Brain weight and volume and head circumference tend to be greater in autistic children. The cellular and molecular bases of pathological early overgrowth are not known, nor is it known whether the overgrown neural systems cause autism’s characteristic signs.

In neuropsychological linkages, two major categories of cognitive theories have been proposed about the links between autistic brains and behavior.

The first category focuses on deficits in social cognition. Hyper-systemizing hypothesizes that autistic individuals can develop internal rules of operation to handle internal events—but are less effective at empathizing by handling events generated by other agents.

The second category focuses on nonsocial or general processing. Executive dysfunction hypothesizes that autistic behavior results in part from deficits in flexibility, planning, and other forms of executive function. A strength of the theory is predicting stereotyped behavior and narrow interests; a weakness is that executive function deficits are not found in young autistic children.

Unlike many conditions, diagnosis of autism is based on behavior, not cause or mechanism. Two commonly used diagnostic instruments include Autism Diagnostic Interview-(ADI-R) which is a semi-structured parent interview and Autism Diagnostic Observation Schedule which uses interaction with the child.

A preliminary investigation is usually performed-this is carried out by taking developmental history and physically examining the child. If warranted, diagnosis and evaluations are conducted with the help of specialists.

Early identification is ASDs important to enhance the outcomes and achieve functional speech by the age of five years. Treatment is geared towards maximizing functional independence and quality of life, alleviating family distress, facilitating development and learning, promoting socialization, reducing maladaptive behavior, and supporting families with relevant information.

Educational interventions, including behavioral strategies and therapies, are the cornerstone of managing ASDs.These interventions address communication, social, daily living, play and leisure skills, academic achievement, and maladaptive behaviors.

Medical care can be used to prevent acute illnesses and manage sleep dysfunction, as well as mental conditions and other associated problems such as seizures, abdominal pain, vomiting, diarrhea, or constipation, common in ASDs.

No treatment has been established to be best. Most treatments are tailored towards the child’s needs-administered according to the behavior and symptoms elicited by the child. It should also be noted that treatment is very important at early stages because it helps lessen associated deficits and family distress and increase the quality of life and functional independence.

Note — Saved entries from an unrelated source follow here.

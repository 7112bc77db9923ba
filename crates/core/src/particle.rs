//! Particle data and the store that owns a field's population.
//!
//! A particle's capabilities are carried by its optional fields: lattice
//! particles have a `home` and live for as long as the field does, spark
//! particles have a `life` that drains to zero and are pruned afterwards.

use glam::DVec2;

use crate::color::Srgb;
use crate::palette::Palette;
use crate::prng::Xorshift64;

/// Most columns (and rows) a lattice may have, bounding a population at
/// `MAX_LATTICE_SIDE²` particles.
pub const MAX_LATTICE_SIDE: usize = 1024;

/// Remaining life of an ephemeral particle.
#[derive(Debug, Clone, Copy, PartialEq)]
pub struct Lifetime {
    /// In (0, 1] while alive; starts at 1.0.
    pub remaining: f64,
    /// Lifetime length in nominal frames; scales the per-frame decay.
    pub max_life: f64,
}

#[derive(Debug, Clone, PartialEq)]
pub struct Particle {
    pub position: DVec2,
    pub velocity: DVec2,
    /// Rest position, pulled toward by the spring term.
    pub home: Option<DVec2>,
    pub life: Option<Lifetime>,
    /// Disc radius in logical units.
    pub size: f64,
    pub color: Srgb,
}

impl Particle {
    /// A resting lattice particle.
    pub fn at_home(home: DVec2, size: f64, color: Srgb) -> Self {
        Self {
            position: home,
            velocity: DVec2::ZERO,
            home: Some(home),
            life: None,
            size,
            color,
        }
    }

    pub fn has_home(&self) -> bool {
        self.home.is_some()
    }

    /// Lattice particles are always alive; sparks while `remaining > 0`.
    pub fn is_alive(&self) -> bool {
        self.life.map_or(true, |l| l.remaining > 0.0)
    }

    /// Draw opacity: full for lattice particles, remaining life for sparks.
    pub fn alpha(&self) -> f64 {
        self.life.map_or(1.0, |l| l.remaining.clamp(0.0, 1.0))
    }

    /// Where the renderer draws this particle under reduced motion.
    pub fn rest_position(&self) -> DVec2 {
        self.home.unwrap_or(self.position)
    }

    /// Snaps a lattice particle back onto its home with zero velocity.
    pub fn settle(&mut self) {
        if let Some(home) = self.home {
            self.position = home;
            self.velocity = DVec2::ZERO;
        }
    }
}

/// Randomization ranges for spawned sparks.
#[derive(Debug, Clone, Copy, PartialEq)]
pub struct SpawnShape {
    /// Fraction of the pointer velocity a spark inherits.
    pub inherit: f64,
    /// Uniform velocity jitter amplitude per axis.
    pub speed: f64,
    /// Lifetime range in nominal frames.
    pub max_life: (f64, f64),
    pub size: (f64, f64),
    /// Hue range in degrees.
    pub hue: (f64, f64),
    pub saturation: f64,
    pub lightness: f64,
}

/// Owns a field's particles and the generator used to place and spawn them.
#[derive(Debug, Clone)]
pub struct ParticleStore {
    particles: Vec<Particle>,
    rng: Xorshift64,
}

impl ParticleStore {
    pub fn new(seed: u64) -> Self {
        Self {
            particles: Vec::new(),
            rng: Xorshift64::new(seed),
        }
    }

    /// Lattice dimensions `(cols, rows)` for a surface, between 1×1 and
    /// [`MAX_LATTICE_SIDE`]×[`MAX_LATTICE_SIDE`].
    ///
    /// Spacing below 1 is treated as 1. Negative or non-finite dimensions
    /// collapse to a single column/row; oversized ones stop at the side cap,
    /// leaving the far part of the surface empty.
    pub fn lattice_dims(width: f64, height: f64, spacing: f64) -> (usize, usize) {
        let spacing = if spacing.is_finite() {
            spacing.max(1.0)
        } else {
            1.0
        };
        let count = |extent: f64| {
            let n = (extent / spacing).floor();
            if n.is_finite() {
                n.clamp(1.0, MAX_LATTICE_SIDE as f64) as usize
            } else {
                1
            }
        };
        (count(width), count(height))
    }

    /// Replaces the population with a jittered lattice covering the surface.
    ///
    /// Produces exactly `cols * rows` particles (see [`Self::lattice_dims`]).
    /// Home positions sit at cell centres offset by uniform jitter in
    /// `[-jitter, +jitter]` on each axis; colors cycle `palette` row-major.
    pub fn populate(
        &mut self,
        width: f64,
        height: f64,
        spacing: f64,
        jitter: f64,
        size: f64,
        palette: &Palette,
    ) -> &[Particle] {
        let (cols, rows) = Self::lattice_dims(width, height, spacing);
        let spacing = if spacing.is_finite() {
            spacing.max(1.0)
        } else {
            1.0
        };
        let jitter = if jitter.is_finite() { jitter.abs() } else { 0.0 };

        self.particles.clear();
        self.particles.reserve(cols * rows);
        for row in 0..rows {
            for col in 0..cols {
                let cell = DVec2::new(
                    (col as f64 + 0.5) * spacing,
                    (row as f64 + 0.5) * spacing,
                );
                let offset = DVec2::new(
                    self.rng.next_signed(jitter),
                    self.rng.next_signed(jitter),
                );
                let index = row * cols + col;
                self.particles
                    .push(Particle::at_home(cell + offset, size, palette.cycle(index)));
            }
        }
        log::debug!("populated {cols}x{rows} lattice ({} particles)", self.particles.len());
        &self.particles
    }

    /// Spawns one spark at `position`.
    ///
    /// Velocity is the inherited share of `velocity_hint` plus uniform jitter;
    /// life starts at 1.0 and lifetime, size and hue are drawn from `shape`.
    pub fn spawn(&mut self, position: DVec2, velocity_hint: DVec2, shape: &SpawnShape) -> &Particle {
        let jitter = DVec2::new(
            self.rng.next_signed(shape.speed),
            self.rng.next_signed(shape.speed),
        );
        let max_life = self
            .rng
            .next_range(shape.max_life.0, shape.max_life.1)
            .max(1.0);
        let size = self.rng.next_range(shape.size.0, shape.size.1);
        let hue = self.rng.next_range(shape.hue.0, shape.hue.1);

        self.particles.push(Particle {
            position,
            velocity: velocity_hint * shape.inherit + jitter,
            home: None,
            life: Some(Lifetime {
                remaining: 1.0,
                max_life,
            }),
            size,
            color: Srgb::from_hsl(hue, shape.saturation, shape.lightness),
        });
        let last = self.particles.len() - 1;
        &self.particles[last]
    }

    /// Removes every particle whose life has run out. Returns how many went.
    pub fn prune(&mut self) -> usize {
        let before = self.particles.len();
        self.particles.retain(Particle::is_alive);
        before - self.particles.len()
    }

    pub fn clear(&mut self) {
        self.particles.clear();
    }

    pub fn len(&self) -> usize {
        self.particles.len()
    }

    pub fn is_empty(&self) -> bool {
        self.particles.is_empty()
    }

    pub fn particles(&self) -> &[Particle] {
        &self.particles
    }

    pub fn particles_mut(&mut self) -> &mut [Particle] {
        &mut self.particles
    }
}
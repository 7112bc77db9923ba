#![deny(unsafe_code)]
//! Core types and traits for pointer-field, a pointer-reactive particle field.
//!
//! Provides the `Engine` trait, the generic [`ParticleField`] with its
//! particle store, influence sources and integrator, the `FrameLoop` state
//! machine and the `Mount` lifecycle hosts build on, the `Painter` drawing
//! seam, `Srgb`/`Palette` colors, the `Xorshift64` PRNG, and parameter
//! helpers.

pub mod color;
pub mod engine;
pub mod error;
pub mod event;
pub mod field;
pub mod frame;
pub mod influence;
pub mod integrator;
pub mod lifecycle;
pub mod math;
pub mod palette;
pub mod params;
pub mod particle;
pub mod prng;
pub mod render;
pub mod surface;

pub use color::Srgb;
pub use engine::Engine;
pub use error::FieldError;
pub use event::InputEvent;
pub use field::{EmitterParams, FieldConfig, ParticleField, Population};
pub use frame::{FrameLoop, FrameScheduler, LoopState};
pub use influence::{InfluenceEntry, InfluenceParams, InfluenceSources, Pointer};
pub use integrator::ForceParams;
pub use lifecycle::{Listener, ListenerTarget, Mount, Mounted};
pub use math::Falloff;
pub use palette::Palette;
pub use particle::{Lifetime, Particle, ParticleStore, SpawnShape};
pub use prng::Xorshift64;
pub use render::Painter;
pub use surface::Surface;
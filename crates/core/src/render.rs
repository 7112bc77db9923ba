//! The drawing seam between a field and whatever owns the pixels.

use glam::DVec2;

use crate::color::Srgb;

/// Immediate-mode 2D drawing target in logical coordinates.
///
/// Implemented by the browser's Canvas2D context and by the CPU rasterizer
/// used for headless snapshots. Device-pixel scaling is the painter's job.
pub trait Painter {
    /// Fills the whole surface with an opaque color.
    fn clear(&mut self, color: Srgb);

    /// Fills a disc, blending with `alpha` in [0, 1].
    fn fill_disc(&mut self, center: DVec2, radius: f64, color: Srgb, alpha: f64);
}

/// Painter that records calls, for tests.
#[derive(Debug, Default, Clone, PartialEq)]
pub struct RecordingPainter {
    pub clears: Vec<Srgb>,
    pub discs: Vec<Disc>,
}

#[derive(Debug, Clone, Copy, PartialEq)]
pub struct Disc {
    pub center: DVec2,
    pub radius: f64,
    pub color: Srgb,
    pub alpha: f64,
}

impl RecordingPainter {
    pub fn new() -> Self {
        Self::default()
    }
}

impl Painter for RecordingPainter {
    fn clear(&mut self, color: Srgb) {
        self.clears.push(color);
        self.discs.clear();
    }

    fn fill_disc(&mut self, center: DVec2, radius: f64, color: Srgb, alpha: f64) {
        self.discs.push(Disc {
            center,
            radius,
            color,
            alpha,
        });
    }
}
//! Scripted pointer paths for headless renders.

use clap::ValueEnum;
use glam::DVec2;
use pointer_field_core::surface::Surface;
use std::f64::consts::TAU;

/// How the synthetic pointer moves across the frames of a render.
#[derive(Debug, Clone, Copy, PartialEq, Eq, ValueEnum)]
pub enum PointerPath {
    /// One loop around the surface center at a third of the short side.
    Circle,
    /// Left to right across the middle row.
    Sweep,
    /// No pointer at all; the field renders its rest state.
    None,
}

impl PointerPath {
    /// Pointer position at `frame` of `frames`, or `None` for no pointer.
    pub fn position(self, frame: usize, frames: usize, surface: &Surface) -> Option<DVec2> {
        let t = if frames > 1 {
            frame as f64 / (frames - 1) as f64
        } else {
            0.0
        };
        let (w, h) = (surface.width(), surface.height());
        match self {
            PointerPath::Circle => {
                let center = DVec2::new(w / 2.0, h / 2.0);
                let radius = w.min(h) / 3.0;
                Some(center + DVec2::from_angle(t * TAU) * radius)
            }
            PointerPath::Sweep => Some(DVec2::new(t * w, h / 2.0)),
            PointerPath::None => None,
        }
    }
}

#[cfg(test)]
mod tests {
    use super::*;

    fn surface() -> Surface {
        Surface::new(300.0, 150.0, 1.0)
    }

    #[test]
    fn sweep_runs_edge_to_edge() {
        let s = surface();
        assert_eq!(PointerPath::Sweep.position(0, 11, &s), Some(DVec2::new(0.0, 75.0)));
        assert_eq!(PointerPath::Sweep.position(10, 11, &s), Some(DVec2::new(300.0, 75.0)));
    }

    #[test]
    fn circle_stays_on_its_radius() {
        let s = surface();
        for frame in 0..20 {
            let p = PointerPath::Circle.position(frame, 20, &s).unwrap();
            let r = p.distance(DVec2::new(150.0, 75.0));
            assert!((r - 50.0).abs() < 1e-9, "radius {r}");
        }
    }

    #[test]
    fn none_never_moves() {
        assert_eq!(PointerPath::None.position(3, 10, &surface()), None);
    }

    #[test]
    fn single_frame_uses_path_start() {
        assert_eq!(PointerPath::Sweep.position(0, 1, &surface()), Some(DVec2::new(0.0, 75.0)));
    }
}
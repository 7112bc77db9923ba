//! Helpers for reading typed field parameters out of a `serde_json::Value`.
//!
//! Parameters are best-effort overrides of compile-time defaults: a missing
//! key or a value of the wrong type yields the default, and numeric values
//! are clamped into the range where the simulation stays stable. None of
//! these helpers fail.

use serde_json::{json, Value};

/// Extracts an `f64` from `params[name]`, returning `default` if missing,
/// the wrong type, or non-finite.
pub fn param_f64(params: &Value, name: &str, default: f64) -> f64 {
    params
        .get(name)
        .and_then(Value::as_f64)
        .filter(|v| v.is_finite())
        .unwrap_or(default)
}

/// Like [`param_f64`], then clamped to `[min, max]`.
pub fn param_f64_in(params: &Value, name: &str, default: f64, min: f64, max: f64) -> f64 {
    param_f64(params, name, default).clamp(min, max)
}

/// Extracts a `usize` from a non-negative integer value, clamped to `max`.
pub fn param_usize(params: &Value, name: &str, default: usize, max: usize) -> usize {
    params
        .get(name)
        .and_then(Value::as_u64)
        .map(|v| usize::try_from(v).unwrap_or(usize::MAX))
        .unwrap_or(default)
        .min(max)
}

/// Extracts a `u64` (seeds), returning `default` if missing or wrong type.
pub fn param_u64(params: &Value, name: &str, default: u64) -> u64 {
    params.get(name).and_then(Value::as_u64).unwrap_or(default)
}

/// Extracts a `String` from `params[name]`, returning `default` if missing or wrong type.
pub fn param_string(params: &Value, name: &str, default: &str) -> String {
    params
        .get(name)
        .and_then(Value::as_str)
        .map(String::from)
        .unwrap_or_else(|| default.to_owned())
}

/// Schema entry for a numeric parameter.
pub fn schema_number(default: f64, min: f64, max: f64, description: &str) -> Value {
    json!({
        "type": "number",
        "default": default,
        "min": min,
        "max": max,
        "description": description,
    })
}

/// Schema entry for an integer parameter.
pub fn schema_integer(default: usize, min: usize, max: usize, description: &str) -> Value {
    json!({
        "type": "integer",
        "default": default,
        "min": min,
        "max": max,
        "description": description,
    })
}

/// Schema entry for a string parameter restricted to `options`.
pub fn schema_choice(default: &str, options: &[&str], description: &str) -> Value {
    json!({
        "type": "string",
        "default": default,
        "options": options,
        "description": description,
    })
}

Consistent special education programs and behavior therapy as early as detection of the condition is highly advisable to help these children acquire self-care, social, and job skills.

Conclusion

In conclusion, it is important to take note of the fact that autism has no cure. What is observable though in victims who undergo the discussed treatments is a reduction in these behaviors.Even though core difficulties remain symptoms become less severe in later childhood. It is however unfortunate that most children end up lacking meaningful relationships, and future employment opportunities. Early observation and treatment are therefore highly stressed.

References

Newschaffer CJ, Croen LA, Daniels J et al. (2007). “The epidemiology of autism spectrum disorders”. Annu Rev Public Health 28: 235–58.

Myers SM, Johnson CP, Council on Children with Disabilities (2007). “Management of children with autism spectrum disorders”. Pediatrics 120 (5): 1162–82. PMID 17967921. Lay summary – AAP (2007-10-29).

Freitag CM (2007). “The genetics of autistic disorders and its clinical relevance: a review of the literature”. Mol Psychiatry 12 (1): 2–22.

Arndt TL, Stodgell CJ, Rodier PM (2005). “The teratology of autism”. Int J Dev Neurosci 23 (2–3): 189–99.